Detonator: A Dave Haggard Thriller

  • By Larry Matthews
  • W&B Publishers
  • 276 pp.

A radio reporter tangles with Middle-Eastern terrorists set out to blow up Nationals Park in Washington, DC.

Bottom of the ninth, game tied, Nationals at bat. If the batter hits a homer, a fireworks display will celebrate the victory. The batter sends the ball sailing into the night sky. A suicide bomber with a wireless detonator watches the ball. He’ll blow up the stadium as the fireworks start. Thus begins Detonator, the third in the Dave Haggard thriller series.

Back with Dave, a reporter for Now News radio, are two cranky, eccentric government officials we met in earlier capers, FBI special agent Bud Ossening and DC Police inspector Dan O’Neil. A new face in the mix is Patricia Gant, an FBI agent farmed out, like O’Neil, to a nothing job for bucking the brass. She is a headstrong African-American beauty, devoted to fighting the evil that killed her father on 9/11.

Ranged against this quartet are terrorists Ikram Ali Ghazali, a Pakistani, and his handler, Argun Maskhadov, originally from Chechnya, who start their work by twitting the capital region with periodic blackouts.
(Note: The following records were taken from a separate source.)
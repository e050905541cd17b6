//! Borrowed windows into row-major storage.
//!
//! A view holds the backing buffer by reference together with an origin,
//! a row stride, and its own extent. Local indices are translated into the
//! backing coordinate space on every access; nothing is copied and nothing
//! is allocated. Because the buffer is borrowed, the borrow checker rejects
//! any use of a view after its owner is resized, moved, or dropped.
//!
//! Accessing a local index outside the view's extent panics with
//! `index out of range`, even if the translated coordinate would still be
//! inside the backing storage.
//!
//! ```compile_fail
//! use linsolve::DynMatrix;
//! let mut m = DynMatrix::zeros(2, 2, 0.0_f64);
//! let v = m.view(0, 0, 1, 1);
//! m.resize(3, 3); // cannot resize while `v` borrows `m`
//! let _ = v[(0, 0)];
//! ```

use core::ops::{Index, IndexMut};

use crate::traits::{index_out_of_range, MatrixMut, MatrixRef};

use super::{DynMatrix, DynVector};

#[cold]
#[inline(never)]
#[track_caller]
fn vector_index_out_of_range(i: usize, len: usize) -> ! {
    panic!("index out of range: {} for vector view of length {}", i, len)
}

// ── BlockView ───────────────────────────────────────────────────────

/// Read-only rectangular window into a row-major buffer.
///
/// Local `(i, j)` maps to backing `(row0 + i, col0 + j)`.
///
/// ```
/// use linsolve::DynMatrix;
/// let m = DynMatrix::from_fn(3, 4, |i, j| (i * 4 + j) as f64);
/// let v = m.view(1, 1, 2, 3);
/// assert_eq!(v[(0, 0)], 5.0);
/// assert_eq!(v[(1, 2)], 11.0);
/// assert_eq!(v.origin(), (1, 1));
/// ```
#[derive(Debug, Clone, Copy)]
pub struct BlockView<'a, T> {
    data: &'a [T],
    stride: usize,
    row0: usize,
    col0: usize,
    nrows: usize,
    ncols: usize,
}

impl<'a, T> BlockView<'a, T> {
    pub(crate) fn new(
        data: &'a [T],
        stride: usize,
        (row0, col0): (usize, usize),
        (nrows, ncols): (usize, usize),
    ) -> Self {
        Self { data, stride, row0, col0, nrows, ncols }
    }

    /// Number of rows in the view.
    #[inline]
    pub fn nrows(&self) -> usize {
        self.nrows
    }

    /// Number of columns in the view.
    #[inline]
    pub fn ncols(&self) -> usize {
        self.ncols
    }

    /// Backing coordinates of the view's `(0, 0)` element.
    #[inline]
    pub fn origin(&self) -> (usize, usize) {
        (self.row0, self.col0)
    }

    #[inline]
    #[track_caller]
    fn offset(&self, i: usize, j: usize) -> usize {
        if i >= self.nrows || j >= self.ncols {
            index_out_of_range(i, j, self.nrows, self.ncols);
        }
        (self.row0 + i) * self.stride + self.col0 + j
    }

    /// Sub-window of this view, in local coordinates.
    pub fn view(&self, i: usize, j: usize, rows: usize, cols: usize) -> BlockView<'a, T> {
        assert!(
            i + rows <= self.nrows && j + cols <= self.ncols,
            "view ({},{}) size {}x{} out of bounds for {}x{} view",
            i, j, rows, cols, self.nrows, self.ncols,
        );
        BlockView::new(
            self.data,
            self.stride,
            (self.row0 + i, self.col0 + j),
            (rows, cols),
        )
    }

    /// Local row `i` as a vector view.
    pub fn row(&self, i: usize) -> VectorView<'a, T> {
        assert!(
            i < self.nrows,
            "row {} out of bounds for {}x{} view",
            i, self.nrows, self.ncols,
        );
        VectorView::new(self.data, (self.row0 + i) * self.stride + self.col0, 1, self.ncols)
    }

    /// Local column `j` as a vector view.
    pub fn col(&self, j: usize) -> VectorView<'a, T> {
        assert!(
            j < self.ncols,
            "col {} out of bounds for {}x{} view",
            j, self.nrows, self.ncols,
        );
        VectorView::new(
            self.data,
            self.row0 * self.stride + self.col0 + j,
            self.stride,
            self.nrows,
        )
    }

    /// Copy the window into a new owning matrix.
    pub fn to_matrix(&self) -> DynMatrix<T>
    where
        T: Copy,
    {
        DynMatrix::from_fn(self.nrows, self.ncols, |i, j| self[(i, j)])
    }
}

impl<T> MatrixRef<T> for BlockView<'_, T> {
    #[inline]
    fn nrows(&self) -> usize {
        self.nrows
    }

    #[inline]
    fn ncols(&self) -> usize {
        self.ncols
    }

    #[inline]
    fn get(&self, row: usize, col: usize) -> &T {
        &self.data[self.offset(row, col)]
    }
}

impl<T> Index<(usize, usize)> for BlockView<'_, T> {
    type Output = T;

    #[inline]
    #[track_caller]
    fn index(&self, (i, j): (usize, usize)) -> &T {
        &self.data[self.offset(i, j)]
    }
}

// ── BlockViewMut ────────────────────────────────────────────────────

/// Mutable rectangular window into a row-major buffer.
///
/// Writes land directly in the backing storage.
///
/// ```
/// use linsolve::DynMatrix;
/// let mut m = DynMatrix::zeros(3, 3, 0.0_f64);
/// {
///     let mut v = m.view_mut(1, 1, 2, 2);
///     v[(1, 1)] = 4.0;
///     v.row_mut(0).fill(1.0);
/// }
/// assert_eq!(m[(2, 2)], 4.0);
/// assert_eq!(m[(1, 2)], 1.0);
/// ```
#[derive(Debug)]
pub struct BlockViewMut<'a, T> {
    data: &'a mut [T],
    stride: usize,
    row0: usize,
    col0: usize,
    nrows: usize,
    ncols: usize,
}

impl<'a, T> BlockViewMut<'a, T> {
    pub(crate) fn new(
        data: &'a mut [T],
        stride: usize,
        (row0, col0): (usize, usize),
        (nrows, ncols): (usize, usize),
    ) -> Self {
        Self { data, stride, row0, col0, nrows, ncols }
    }

    /// Number of rows in the view.
    #[inline]
    pub fn nrows(&self) -> usize {
        self.nrows
    }

    /// Number of columns in the view.
    #[inline]
    pub fn ncols(&self) -> usize {
        self.ncols
    }

    /// Backing coordinates of the view's `(0, 0)` element.
    #[inline]
    pub fn origin(&self) -> (usize, usize) {
        (self.row0, self.col0)
    }

    #[inline]
    #[track_caller]
    fn offset(&self, i: usize, j: usize) -> usize {
        if i >= self.nrows || j >= self.ncols {
            index_out_of_range(i, j, self.nrows, self.ncols);
        }
        (self.row0 + i) * self.stride + self.col0 + j
    }

    /// Reborrow as a read-only view.
    pub fn as_view(&self) -> BlockView<'_, T> {
        BlockView::new(
            &*self.data,
            self.stride,
            (self.row0, self.col0),
            (self.nrows, self.ncols),
        )
    }

    /// Mutable sub-window of this view, in local coordinates.
    pub fn view_mut(&mut self, i: usize, j: usize, rows: usize, cols: usize) -> BlockViewMut<'_, T> {
        assert!(
            i + rows <= self.nrows && j + cols <= self.ncols,
            "view ({},{}) size {}x{} out of bounds for {}x{} view",
            i, j, rows, cols, self.nrows, self.ncols,
        );
        BlockViewMut::new(
            &mut *self.data,
            self.stride,
            (self.row0 + i, self.col0 + j),
            (rows, cols),
        )
    }

    /// Local row `i` as a mutable vector view.
    pub fn row_mut(&mut self, i: usize) -> VectorViewMut<'_, T> {
        assert!(
            i < self.nrows,
            "row {} out of bounds for {}x{} view",
            i, self.nrows, self.ncols,
        );
        let start = (self.row0 + i) * self.stride + self.col0;
        VectorViewMut::new(&mut *self.data, start, 1, self.ncols)
    }

    /// Local column `j` as a mutable vector view.
    pub fn col_mut(&mut self, j: usize) -> VectorViewMut<'_, T> {
        assert!(
            j < self.ncols,
            "col {} out of bounds for {}x{} view",
            j, self.nrows, self.ncols,
        );
        let start = self.row0 * self.stride + self.col0 + j;
        VectorViewMut::new(&mut *self.data, start, self.stride, self.nrows)
    }

    /// Set every element of the window to `value`.
    pub fn fill(&mut self, value: T)
    where
        T: Copy,
    {
        for i in 0..self.nrows {
            let start = (self.row0 + i) * self.stride + self.col0;
            self.data[start..start + self.ncols].fill(value);
        }
    }

    /// Copy every element from `src`, which must match the window's shape.
    pub fn copy_from(&mut self, src: &impl MatrixRef<T>)
    where
        T: Copy,
    {
        assert_eq!(
            (self.nrows, self.ncols),
            (src.nrows(), src.ncols()),
            "dimension mismatch: copy {}x{} into {}x{} view",
            src.nrows(),
            src.ncols(),
            self.nrows,
            self.ncols,
        );
        for i in 0..self.nrows {
            let start = (self.row0 + i) * self.stride + self.col0;
            for (j, dst) in self.data[start..start + self.ncols].iter_mut().enumerate() {
                *dst = *src.get(i, j);
            }
        }
    }
}

impl<T> MatrixRef<T> for BlockViewMut<'_, T> {
    #[inline]
    fn nrows(&self) -> usize {
        self.nrows
    }

    #[inline]
    fn ncols(&self) -> usize {
        self.ncols
    }

    #[inline]
    fn get(&self, row: usize, col: usize) -> &T {
        &self.data[self.offset(row, col)]
    }
}

impl<T> MatrixMut<T> for BlockViewMut<'_, T> {
    #[inline]
    fn get_mut(&mut self, row: usize, col: usize) -> &mut T {
        let k = self.offset(row, col);
        &mut self.data[k]
    }
}

impl<T> Index<(usize, usize)> for BlockViewMut<'_, T> {
    type Output = T;

    #[inline]
    #[track_caller]
    fn index(&self, (i, j): (usize, usize)) -> &T {
        &self.data[self.offset(i, j)]
    }
}

impl<T> IndexMut<(usize, usize)> for BlockViewMut<'_, T> {
    #[inline]
    #[track_caller]
    fn index_mut(&mut self, (i, j): (usize, usize)) -> &mut T {
        let k = self.offset(i, j);
        &mut self.data[k]
    }
}

// ── VectorView ──────────────────────────────────────────────────────

/// Read-only strided 1-D window.
///
/// Element `i` lives at flat offset `start + i * stride` of the backing
/// buffer. Rows of a row-major matrix are stride-1 windows, columns are
/// stride-`ncols` windows.
///
/// ```
/// use linsolve::DynMatrix;
/// let m = DynMatrix::from_rows(2, 3, &[1.0, 2.0, 3.0, 4.0, 5.0, 6.0]);
/// let c = m.col(1);
/// assert_eq!(c.len(), 2);
/// assert_eq!(c[1], 5.0);
/// assert_eq!(c.iter().copied().sum::<f64>(), 7.0);
/// ```
#[derive(Debug, Clone, Copy)]
pub struct VectorView<'a, T> {
    data: &'a [T],
    start: usize,
    stride: usize,
    len: usize,
}

impl<'a, T> VectorView<'a, T> {
    pub(crate) fn new(data: &'a [T], start: usize, stride: usize, len: usize) -> Self {
        debug_assert!(stride > 0);
        debug_assert!(len == 0 || start + (len - 1) * stride < data.len());
        Self { data, start, stride, len }
    }

    /// Number of elements.
    #[inline]
    pub fn len(&self) -> usize {
        self.len
    }

    /// Whether the view is empty.
    #[inline]
    pub fn is_empty(&self) -> bool {
        self.len == 0
    }

    #[inline]
    #[track_caller]
    fn offset(&self, i: usize) -> usize {
        if i >= self.len {
            vector_index_out_of_range(i, self.len);
        }
        self.start + i * self.stride
    }

    /// Iterate over the elements in order.
    pub fn iter(&self) -> core::iter::Take<core::iter::StepBy<core::slice::Iter<'a, T>>> {
        let data: &'a [T] = self.data;
        let start = self.start.min(data.len());
        data[start..].iter().step_by(self.stride).take(self.len)
    }

    /// Copy the window into a new owning vector.
    pub fn to_vector(&self) -> DynVector<T>
    where
        T: Copy,
    {
        DynVector::from_vec(self.iter().copied().collect())
    }
}

impl<T> Index<usize> for VectorView<'_, T> {
    type Output = T;

    #[inline]
    #[track_caller]
    fn index(&self, i: usize) -> &T {
        &self.data[self.offset(i)]
    }
}

// ── VectorViewMut ───────────────────────────────────────────────────

/// Mutable strided 1-D window.
#[derive(Debug)]
pub struct VectorViewMut<'a, T> {
    data: &'a mut [T],
    start: usize,
    stride: usize,
    len: usize,
}

impl<'a, T> VectorViewMut<'a, T> {
    pub(crate) fn new(data: &'a mut [T], start: usize, stride: usize, len: usize) -> Self {
        debug_assert!(stride > 0);
        debug_assert!(len == 0 || start + (len - 1) * stride < data.len());
        Self { data, start, stride, len }
    }

    /// Number of elements.
    #[inline]
    pub fn len(&self) -> usize {
        self.len
    }

    /// Whether the view is empty.
    #[inline]
    pub fn is_empty(&self) -> bool {
        self.len == 0
    }

    #[inline]
    #[track_caller]
    fn offset(&self, i: usize) -> usize {
        if i >= self.len {
            vector_index_out_of_range(i, self.len);
        }
        self.start + i * self.stride
    }

    /// Reborrow as a read-only view.
    pub fn as_view(&self) -> VectorView<'_, T> {
        VectorView::new(&*self.data, self.start, self.stride, self.len)
    }

    /// Iterate mutably over the elements in order.
    pub fn iter_mut(
        &mut self,
    ) -> core::iter::Take<core::iter::StepBy<core::slice::IterMut<'_, T>>> {
        let start = self.start.min(self.data.len());
        self.data[start..].iter_mut().step_by(self.stride).take(self.len)
    }

    /// Set every element to `value`.
    pub fn fill(&mut self, value: T)
    where
        T: Copy,
    {
        for x in self.iter_mut() {
            *x = value;
        }
    }

    /// Copy from a slice of the same length.
    pub fn copy_from_slice(&mut self, src: &[T])
    where
        T: Copy,
    {
        assert_eq!(
            self.len,
            src.len(),
            "dimension mismatch: copy {} elements into vector view of length {}",
            src.len(),
            self.len,
        );
        for (dst, &s) in self.iter_mut().zip(src) {
            *dst = s;
        }
    }
}

impl<T> Index<usize> for VectorViewMut<'_, T> {
    type Output = T;

    #[inline]
    #[track_caller]
    fn index(&self, i: usize) -> &T {
        &self.data[self.offset(i)]
    }
}

impl<T> IndexMut<usize> for VectorViewMut<'_, T> {
    #[inline]
    #[track_caller]
    fn index_mut(&mut self, i: usize) -> &mut T {
        let k = self.offset(i);
        &mut self.data[k]
    }
}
Early in the yarn, technological magic allows unidentified government agents — they sound a lot like NSA — to track Ghazali, who is recognized as a low-level operant. Pretty soon, CIA and Homeland Security are tailing him, waiting to snatch his handler. But Ghazali evades his followers and, driven by religious fervor, prepares to sacrifice himself in the explosion that will destroy Nationals Park and everyone in it.

What made me sweat as I read Detonator is its realism. I could smell DC as I moved from chapter to chapter. Matthews, himself a seasoned journalist, knows the Washington area, the federal government, and news organizations. His up-to-date detail on streets, restaurants, monuments, parks, and buildings in an area ranging from Ocean City, Maryland, to West Virginia gives the milieu the ring of truth.

His portrayal of the success of government entities — because of the determination and patriotism of civil servants, and despite the drag of bureaucratic rules and the failure of agencies to cooperate and share information — is painfully accurate. And the mixed cynicism and passion of journalists and news organizations breathes life into the narration. The story feels like here and now, in no small part because of references to today’s events (like, for example, the progress of the Islamic State in Syria and Iraq).

And Matthews weaves real journalists into the story. The game at Nationals Park is being called by Charlie Steiner, a voice so many of us know. Early in the story, NBC 4’s Wendy Rieger interviews a power company executive about the unexplained outages Ghazali has triggered. Haggard brokers a deal with WTOP’s Dave McConnell to share background information. And, finally, we meet longtime broadcaster Johnny Holliday.

The characters in the story come across as real people, blessed with determination and impeded by personal liabilities. Typical is Dave himself. He is restless in his recuperation (from a bullet wound in the second Dave Haggard thriller) at the beach, yearning to return to the life of a reporter. He sacrifices his relationship with the woman who has given up everything for him and almost succumbs to his addiction to alcohol in the middle of the book. I found it rewarding to read a thriller in which the characters, not the plot, drive the story.

That story moves fast. Matthews gives just enough background to keep us anchored and offers sparse detail that instantly orients us to characters, locations, and situations. Like the characters, the book’s writing crackles with good-natured skepticism. The dialogue is quick and sardonic. The pace picks up as the denouement nears. The tension grows and the action speeds as the crowd in Nationals Park becomes more excited with the ball game and the government rules out evacuating the stadium for fear of creating panic.

For all that, Detonator is not flawless. Ghazali’s false identity is Juan Gutierrez, a Mexican tourist. The text so often referred to Ghazali as “the man who called himself Gutierrez” that I began to watch for the phrase rather than following the story. And toward the end of the book, so many government agencies are involved in the chase that their sheer presence slowed the action. Almost out of necessity, the chapters are short and punchy as the point of view moves from character to character. I would have liked a more protracted narrative with fewer than the 51 chapters (plus an afterword).

But I recognize that these are as much personal preferences as they are criticisms. More to the point is that Detonator works. The ending justifies all the tension built earlier, and that’s what a thriller must do to succeed. Detonator succeeds, and then some.

Tom Glenn’s Vietnam novel-in-stories, Friendly Casualties, drawn from battlefield experience, came out in 2012. This year, Apprentice House of Baltimore published his novel No-Accounts, and will bring out his next novel, The Trion Syndrome, based on his bouts with Post-Traumatic Stress Injury, late this year or early in 2015.